This list of Indian businesswomen who took the plunge and started a business in the IT industry, and have achieved much success as entrepreneurs in the IT sector.
The number of women entrepreneurs in India in the IT industry is deplorably low. While the number of women tech graduates has been increasing in the past few years, the majority of them prefer jobs in existing companies, as opposed to starting up ventures of their own.
Here’s a list of a select few Indian women who took the plunge, and have achieved much success as entrepreneurs in the IT sector.
1. Revathi Kasturi
The founder and CEO of the Laqsh Job Skills Academy, Revathi Kasturi is a highly successful IT entrepreneur.
She started her career in Wipro, and after 17 years in the company, moved on as Co-Founder and President of Tarang Software Technologies.
She also served as the Managing Director of Novell India before going on to establishing Laqsh.
Business Today named her Woman of the Year in 2001. An electrical engineering graduate of IIT Bombay, this Bangalorean served with NASSCOM as an Executive Council Member for 6 years – and is now on the Regional Council of NASSCOM Karnataka.
She is also a charter member of TIE Bangalore. Laqsh Job Skills Academy provides courses and training to companies and individuals in life skills development, English-speaking skills, computer literacy, sales skills and service skills.
The company is also committed to providing “quality training for skill repair at an affordable cost and [to] reach out to urban and semi-urban India . . . [providing] holistic training and placement services for youth.”
2. Neetu Bhatia
Neetu Bhatia is the Co-Founder, Chairman, and CEO of KyaZoonga. She has a bachelor’s degree in engineering from the College of Engineering, Pune, and an M.S. in Management and Engineering from the Massachusetts Institute of Technology.

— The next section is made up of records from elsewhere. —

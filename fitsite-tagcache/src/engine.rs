use ahash::{AHashMap, AHashSet};
use moka::{notification::RemovalCause, sync::Cache};
use std::{
    sync::{
        Arc, Mutex,
        atomic::{AtomicU64, Ordering},
    },
    time::Duration,
};
use thiserror::Error as ThisError;

pub type CacheKey = u64;

type TagIndex = Arc<Mutex<AHashMap<Arc<str>, AHashSet<CacheKey>>>>;

#[derive(Debug, ThisError)]
pub enum TagCacheError {
    #[error("invalid cache tag: {0:?}")]
    InvalidTag(String),

    #[error("tag index lock poisoned")]
    Poisoned,
}

#[derive(Debug, Clone)]
pub struct TaggedEntry<V> {
    pub tags: Arc<[Arc<str>]>,
    pub value: V,
}

/// Invalidation epoch observed before a backing read started.
///
/// An insert carrying a ticket older than the current epoch is dropped, so a
/// read that raced an invalidation never repopulates the cache with the data
/// the invalidation was meant to evict.
#[derive(Debug, Clone, Copy, PartialEq, Eq)]
pub struct FetchTicket(u64);

pub struct TagCache<V> {
    cache: Cache<CacheKey, TaggedEntry<V>>,
    index: TagIndex,
    epoch: AtomicU64,
}

impl<V> TagCache<V>
where
    V: Clone + Send + Sync + 'static,
{
    pub fn new(ttl_secs: u64, max_capacity: u64) -> Self {
        let index: TagIndex = Arc::default();
        let listener_index = index.clone();

        let cache = Cache::builder()
            .time_to_live(Duration::from_secs(ttl_secs.max(1)))
            .max_capacity(max_capacity.max(1))
            .eviction_listener(
                move |key: Arc<CacheKey>, entry: TaggedEntry<V>, cause: RemovalCause| {
                    // A replaced entry is re-indexed by the insert that replaced it.
                    if matches!(cause, RemovalCause::Replaced) {
                        return;
                    }
                    if let Ok(mut index) = listener_index.lock() {
                        unlink(&mut index, *key, &entry.tags);
                    }
                },
            )
            .build();

        Self {
            cache,
            index,
            epoch: AtomicU64::new(0),
        }
    }

    pub fn get(&self, key: &CacheKey) -> Option<V> {
        self.cache.get(key).map(|entry| entry.value)
    }

    pub fn ticket(&self) -> FetchTicket {
        FetchTicket(self.epoch.load(Ordering::SeqCst))
    }

    /// Stores `value` under `key` unless an invalidation happened after `ticket` was taken.
    /// Returns whether the entry was kept.
    pub fn insert<I, T>(&self, ticket: FetchTicket, key: CacheKey, tags: I, value: V) -> bool
    where
        I: IntoIterator<Item = T>,
        T: Into<Arc<str>>,
    {
        if self.ticket() != ticket {
            return false;
        }

        let tags: Arc<[Arc<str>]> = tags.into_iter().map(Into::into).collect();
        self.cache.insert(
            key,
            TaggedEntry {
                tags: tags.clone(),
                value,
            },
        );

        // The guard must be gone before invalidating: the eviction listener takes the lock too.
        let indexed = match self.index.lock() {
            Ok(mut index) => {
                for tag in tags.iter() {
                    index.entry(tag.clone()).or_default().insert(key);
                }
                true
            }
            Err(_) => false,
        };
        if !indexed {
            self.cache.invalidate(&key);
            return false;
        }

        // An invalidation may have slipped in between the check and the insert.
        if self.ticket() != ticket {
            self.cache.invalidate(&key);
            return false;
        }
        true
    }

    /// Evicts every entry carrying `tag`. Returns how many keys were indexed under it.
    pub fn invalidate_tag(&self, tag: &str) -> Result<usize, TagCacheError> {
        let tag = tag.trim();
        if tag.is_empty() {
            return Err(TagCacheError::InvalidTag(tag.to_string()));
        }

        self.epoch.fetch_add(1, Ordering::SeqCst);

        // The lock must be released before invalidating: the eviction listener takes it too.
        let keys = self
            .index
            .lock()
            .map_err(|_| TagCacheError::Poisoned)?
            .remove(tag)
            .unwrap_or_default();

        for key in &keys {
            self.cache.invalidate(key);
        }
        Ok(keys.len())
    }

    pub fn invalidate_all(&self) {
        self.epoch.fetch_add(1, Ordering::SeqCst);
        self.cache.invalidate_all();
    }

    pub fn entry_count(&self) -> u64 {
        self.cache.run_pending_tasks();
        self.cache.entry_count()
    }
}

fn unlink(index: &mut AHashMap<Arc<str>, AHashSet<CacheKey>>, key: CacheKey, tags: &[Arc<str>]) {
    for tag in tags {
        if let Some(keys) = index.get_mut(tag) {
            keys.remove(&key);
            if keys.is_empty() {
                index.remove(tag);
            }
        }
    }
}

#[cfg(test)]
mod tests {
    use super::*;

    #[test]
    fn get_returns_none_when_empty() {
        let cache: TagCache<String> = TagCache::new(3600, 64);
        assert!(cache.get(&42).is_none());
    }

    #[test]
    fn insert_then_get_hits() {
        let cache = TagCache::new(3600, 64);
        let ticket = cache.ticket();
        assert!(cache.insert(ticket, 7, ["membership_plans"], "rows".to_string()));
        assert_eq!(cache.get(&7).as_deref(), Some("rows"));
    }

    #[test]
    fn invalidate_tag_only_evicts_matching_entries() {
        let cache = TagCache::new(3600, 64);
        let ticket = cache.ticket();
        cache.insert(ticket, 1, ["access_passes", "pass_features"], 1_u32);
        cache.insert(ticket, 2, ["membership_plans"], 2_u32);

        assert_eq!(cache.invalidate_tag("pass_features").unwrap(), 1);

        assert!(cache.get(&1).is_none());
        assert_eq!(cache.get(&2), Some(2));
    }

    #[test]
    fn replacing_an_entry_keeps_it_indexed() {
        let cache = TagCache::new(3600, 64);
        cache.insert(cache.ticket(), 3, ["social_posts"], 1_u32);
        cache.insert(cache.ticket(), 3, ["social_posts"], 2_u32);
        assert_eq!(cache.get(&3), Some(2));

        cache.invalidate_tag("social_posts").unwrap();
        assert!(cache.get(&3).is_none());
    }

    #[test]
    fn stale_ticket_is_not_stored() {
        let cache = TagCache::new(3600, 64);
        let ticket = cache.ticket();
        cache.invalidate_tag("social_posts").unwrap();

        assert!(!cache.insert(ticket, 9, ["social_posts"], 9_u32));
        assert!(cache.get(&9).is_none());

        let fresh = cache.ticket();
        assert!(cache.insert(fresh, 9, ["social_posts"], 10_u32));
        assert_eq!(cache.get(&9), Some(10));
    }

    #[test]
    fn poisoned_index_drops_the_entry_without_blocking() {
        let cache = Arc::new(TagCache::new(3600, 64));

        let poisoner = cache.clone();
        let _ = std::thread::spawn(move || {
            let _guard = poisoner.index.lock().unwrap();
            panic!("poison the tag index");
        })
        .join();
        assert!(cache.index.is_poisoned());

        let (tx, rx) = std::sync::mpsc::channel();
        let worker = cache.clone();
        std::thread::spawn(move || {
            let stored = worker.insert(worker.ticket(), 5, ["social_posts"], 5_u32);
            let _ = tx.send(stored);
        });

        let stored = rx
            .recv_timeout(Duration::from_secs(5))
            .expect("insert blocked on the tag index");
        assert!(!stored);
        assert!(cache.get(&5).is_none());
    }

    #[test]
    fn blank_tag_is_rejected() {
        let cache: TagCache<u32> = TagCache::new(3600, 64);
        assert!(matches!(
            cache.invalidate_tag("  "),
            Err(TagCacheError::InvalidTag(_))
        ));
    }
}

Her résumé reads like a dream: a high-profile executive at Lehmann Brothers in New York, working on projects involving media and telecom advisory, capital raising and restructuring transactions, a senior media and telecom investment banker on Wall Street.
She has also been a Director in the Media, Communications & Technology Investment Banking Group of the Bank of Montreal – and the head of KyaZoonga, of course.
KyaZoonga, launched in 2007, is India’s first – and largest – sports and entertainment ticketing company. The company has handled ticketing for several large-scale events such as the Commonwealth Youth Games 2008 and the ICC Cricket World Cup 2011.
With a presence in over 40 cities, and over a million tickets sold in total, KyaZoonga is set to only keep growing.
3. Rashmi Sinha
Based in the United States, Rashmi Sinha is a designer and entrepreneur who founded SlideShare, an Internet space where users can share presentations with each other.
She also has a PhD in Cognitive Neuropsychology from Brown University.
Her early entrepreneurial efforts led to co-founding Uzanto, a “user experience consulting company,” (now a development firm for SlideShare based in New Delhi).
With 50 million visitors and 90 million pageviews a month, SlideShare is the world’s largest community for sharing presentations, PDF files, and webinars.
4. Dr Nita Goyal
With a B.Tech from IIT Kanpur and a PhD from Stanford University, Dr Nita Goyal wouldn’t particularly need to do anything extra to sound more impressive. Yet, she goes past that label: her achievements are astounding.
She began her career working in research at Hewlett-Packard Labs from 1993 to 1998; to go on to co-found Exemplary Software, Inc., in 1998, where she served as the Vice President (Engineering) for a year.
She returned to India to co-found Tavant Technologies, based in Bangalore, in 2000.
Tavant Technologies is a “collaborative commerce software solutions company that enables manufacturers and brand owners to manage, streamline and enhance multi-level distribution channels.”
Dr Goyal served as the Vice President (Engineering) from 2000 till 2002, taking a break for 10 months to serve as a fellow with the Reuters Digital Vision Programme. When she returned in 2002, she continued with Tavant as the Vice President for New Product Development for six more years.
As part of her time at Tavant, she was also involved in the creation and development of the Vancouver, BC-based environmental-themed venture Social Way, which encourages people to reduce their carbon footprints in several innovative ways.
Ever the entrepreneur, she moved on from Tavant to establish ngpay in 2008, a start-up mobile commerce company that brands itself as “India’s largest mall on your mobile.” Today, ngpay has become the largest mobile channel for Indian Railways, multiplex chains, hotels, and major airlines.